Records for processing: Begin
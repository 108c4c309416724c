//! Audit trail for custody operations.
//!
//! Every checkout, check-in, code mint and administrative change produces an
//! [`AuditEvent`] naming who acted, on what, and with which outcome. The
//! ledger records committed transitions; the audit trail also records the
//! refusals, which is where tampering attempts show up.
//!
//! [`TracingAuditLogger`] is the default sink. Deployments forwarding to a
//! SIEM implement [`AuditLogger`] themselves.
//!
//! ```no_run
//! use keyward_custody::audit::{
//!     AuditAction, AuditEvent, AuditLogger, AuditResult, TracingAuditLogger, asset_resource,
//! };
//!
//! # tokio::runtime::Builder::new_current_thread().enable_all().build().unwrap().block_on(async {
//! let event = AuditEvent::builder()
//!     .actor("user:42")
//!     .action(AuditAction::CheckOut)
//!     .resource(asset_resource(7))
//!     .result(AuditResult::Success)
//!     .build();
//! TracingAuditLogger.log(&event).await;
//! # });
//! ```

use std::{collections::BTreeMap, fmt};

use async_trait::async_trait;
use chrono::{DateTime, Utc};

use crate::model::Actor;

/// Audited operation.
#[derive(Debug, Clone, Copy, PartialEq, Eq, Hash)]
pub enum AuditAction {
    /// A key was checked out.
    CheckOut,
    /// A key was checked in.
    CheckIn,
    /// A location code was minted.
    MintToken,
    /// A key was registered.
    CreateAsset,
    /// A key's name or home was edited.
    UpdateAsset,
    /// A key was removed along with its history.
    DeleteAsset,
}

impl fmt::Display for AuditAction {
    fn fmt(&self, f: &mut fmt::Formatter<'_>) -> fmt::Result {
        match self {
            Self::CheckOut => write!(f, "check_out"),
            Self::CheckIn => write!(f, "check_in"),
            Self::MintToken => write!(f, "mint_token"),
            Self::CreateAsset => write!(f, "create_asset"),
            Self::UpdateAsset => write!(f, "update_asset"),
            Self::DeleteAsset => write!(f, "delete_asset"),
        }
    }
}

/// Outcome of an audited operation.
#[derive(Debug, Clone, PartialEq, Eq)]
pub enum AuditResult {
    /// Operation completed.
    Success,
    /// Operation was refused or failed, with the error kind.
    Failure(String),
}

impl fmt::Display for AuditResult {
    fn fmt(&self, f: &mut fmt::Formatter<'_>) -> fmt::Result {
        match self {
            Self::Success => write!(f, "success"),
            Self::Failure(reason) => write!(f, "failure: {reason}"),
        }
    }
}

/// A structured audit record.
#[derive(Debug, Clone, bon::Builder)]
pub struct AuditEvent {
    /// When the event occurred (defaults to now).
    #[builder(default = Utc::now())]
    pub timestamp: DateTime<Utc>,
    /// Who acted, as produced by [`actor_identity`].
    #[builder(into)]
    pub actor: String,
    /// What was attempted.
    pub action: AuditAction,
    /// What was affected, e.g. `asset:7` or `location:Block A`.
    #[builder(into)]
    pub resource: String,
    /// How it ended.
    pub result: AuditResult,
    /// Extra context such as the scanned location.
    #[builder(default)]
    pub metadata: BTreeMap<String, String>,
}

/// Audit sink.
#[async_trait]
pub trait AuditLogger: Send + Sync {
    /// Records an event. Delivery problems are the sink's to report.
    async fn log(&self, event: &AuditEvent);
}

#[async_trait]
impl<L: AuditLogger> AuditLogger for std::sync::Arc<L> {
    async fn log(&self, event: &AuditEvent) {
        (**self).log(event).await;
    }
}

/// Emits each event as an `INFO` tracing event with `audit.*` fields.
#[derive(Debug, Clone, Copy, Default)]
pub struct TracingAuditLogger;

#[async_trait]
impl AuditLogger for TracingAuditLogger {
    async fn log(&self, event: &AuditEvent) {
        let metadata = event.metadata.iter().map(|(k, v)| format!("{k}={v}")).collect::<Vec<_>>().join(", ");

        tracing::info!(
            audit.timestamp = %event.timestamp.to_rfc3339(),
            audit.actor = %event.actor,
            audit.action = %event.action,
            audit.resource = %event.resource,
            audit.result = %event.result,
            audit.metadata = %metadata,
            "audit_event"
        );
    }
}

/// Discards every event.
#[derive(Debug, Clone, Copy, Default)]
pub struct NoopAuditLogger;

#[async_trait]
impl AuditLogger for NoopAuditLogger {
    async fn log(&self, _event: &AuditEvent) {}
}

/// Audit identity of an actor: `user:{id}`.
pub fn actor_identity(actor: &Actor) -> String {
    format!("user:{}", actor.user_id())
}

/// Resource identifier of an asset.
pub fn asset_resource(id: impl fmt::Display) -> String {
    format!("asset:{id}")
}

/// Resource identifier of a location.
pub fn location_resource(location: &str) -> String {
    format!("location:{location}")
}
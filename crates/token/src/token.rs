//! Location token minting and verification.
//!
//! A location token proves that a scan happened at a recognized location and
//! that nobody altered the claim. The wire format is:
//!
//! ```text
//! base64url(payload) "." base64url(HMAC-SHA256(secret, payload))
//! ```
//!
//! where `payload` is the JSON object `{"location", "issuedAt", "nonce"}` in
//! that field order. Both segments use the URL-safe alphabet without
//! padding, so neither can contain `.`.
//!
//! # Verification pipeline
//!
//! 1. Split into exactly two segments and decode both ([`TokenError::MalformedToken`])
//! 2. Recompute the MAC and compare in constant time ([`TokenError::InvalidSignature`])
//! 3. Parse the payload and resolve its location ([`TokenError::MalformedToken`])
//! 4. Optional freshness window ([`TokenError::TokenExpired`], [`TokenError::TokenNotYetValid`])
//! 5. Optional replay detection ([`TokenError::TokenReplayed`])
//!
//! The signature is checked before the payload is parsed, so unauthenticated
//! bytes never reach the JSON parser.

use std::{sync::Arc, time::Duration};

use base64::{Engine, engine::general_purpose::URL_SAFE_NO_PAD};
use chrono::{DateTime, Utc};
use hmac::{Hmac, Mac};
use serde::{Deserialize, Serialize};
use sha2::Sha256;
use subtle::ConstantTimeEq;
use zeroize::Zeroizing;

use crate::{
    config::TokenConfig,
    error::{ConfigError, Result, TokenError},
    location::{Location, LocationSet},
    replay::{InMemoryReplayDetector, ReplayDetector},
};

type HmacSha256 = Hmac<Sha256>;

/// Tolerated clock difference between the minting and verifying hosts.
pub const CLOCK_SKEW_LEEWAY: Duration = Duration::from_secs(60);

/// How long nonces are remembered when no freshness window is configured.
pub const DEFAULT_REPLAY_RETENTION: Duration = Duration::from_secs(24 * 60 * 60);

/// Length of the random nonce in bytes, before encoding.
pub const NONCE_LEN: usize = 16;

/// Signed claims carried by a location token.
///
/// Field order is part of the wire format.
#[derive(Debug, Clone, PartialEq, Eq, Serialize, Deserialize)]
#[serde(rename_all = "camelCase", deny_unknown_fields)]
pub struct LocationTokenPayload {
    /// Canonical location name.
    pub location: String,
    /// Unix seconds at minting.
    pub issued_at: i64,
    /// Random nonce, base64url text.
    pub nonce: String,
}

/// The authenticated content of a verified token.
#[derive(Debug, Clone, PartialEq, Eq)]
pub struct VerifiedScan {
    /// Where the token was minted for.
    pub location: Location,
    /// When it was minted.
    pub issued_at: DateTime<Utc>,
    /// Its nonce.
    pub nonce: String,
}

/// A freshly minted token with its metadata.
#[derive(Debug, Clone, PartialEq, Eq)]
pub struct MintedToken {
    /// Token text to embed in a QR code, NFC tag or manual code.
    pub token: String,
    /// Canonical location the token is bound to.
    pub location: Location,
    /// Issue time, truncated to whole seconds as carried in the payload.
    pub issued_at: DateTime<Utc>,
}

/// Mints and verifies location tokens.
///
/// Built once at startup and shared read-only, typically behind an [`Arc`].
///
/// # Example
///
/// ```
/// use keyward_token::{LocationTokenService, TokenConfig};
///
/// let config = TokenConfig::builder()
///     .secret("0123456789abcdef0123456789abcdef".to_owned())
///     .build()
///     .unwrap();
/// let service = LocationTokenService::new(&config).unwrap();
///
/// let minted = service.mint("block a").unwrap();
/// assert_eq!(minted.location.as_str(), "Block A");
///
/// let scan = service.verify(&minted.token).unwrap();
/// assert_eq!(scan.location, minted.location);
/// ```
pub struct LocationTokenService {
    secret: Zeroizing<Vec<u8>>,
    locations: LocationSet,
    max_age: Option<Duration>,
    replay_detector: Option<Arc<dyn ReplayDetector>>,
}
Records for processing: End
• _Task to complete_:
Up to and including the line with "which outcome. The", repeat the data exactly, starting from its first line; nothing else belongs in the response.

• _Result_:
repository 108c4c309416724c
//! Audit trail for custody operations.
//!
//! Every checkout, check-in, code mint and administrative change produces an
//! [`AuditEvent`] naming who acted, on what, and with which outcome. The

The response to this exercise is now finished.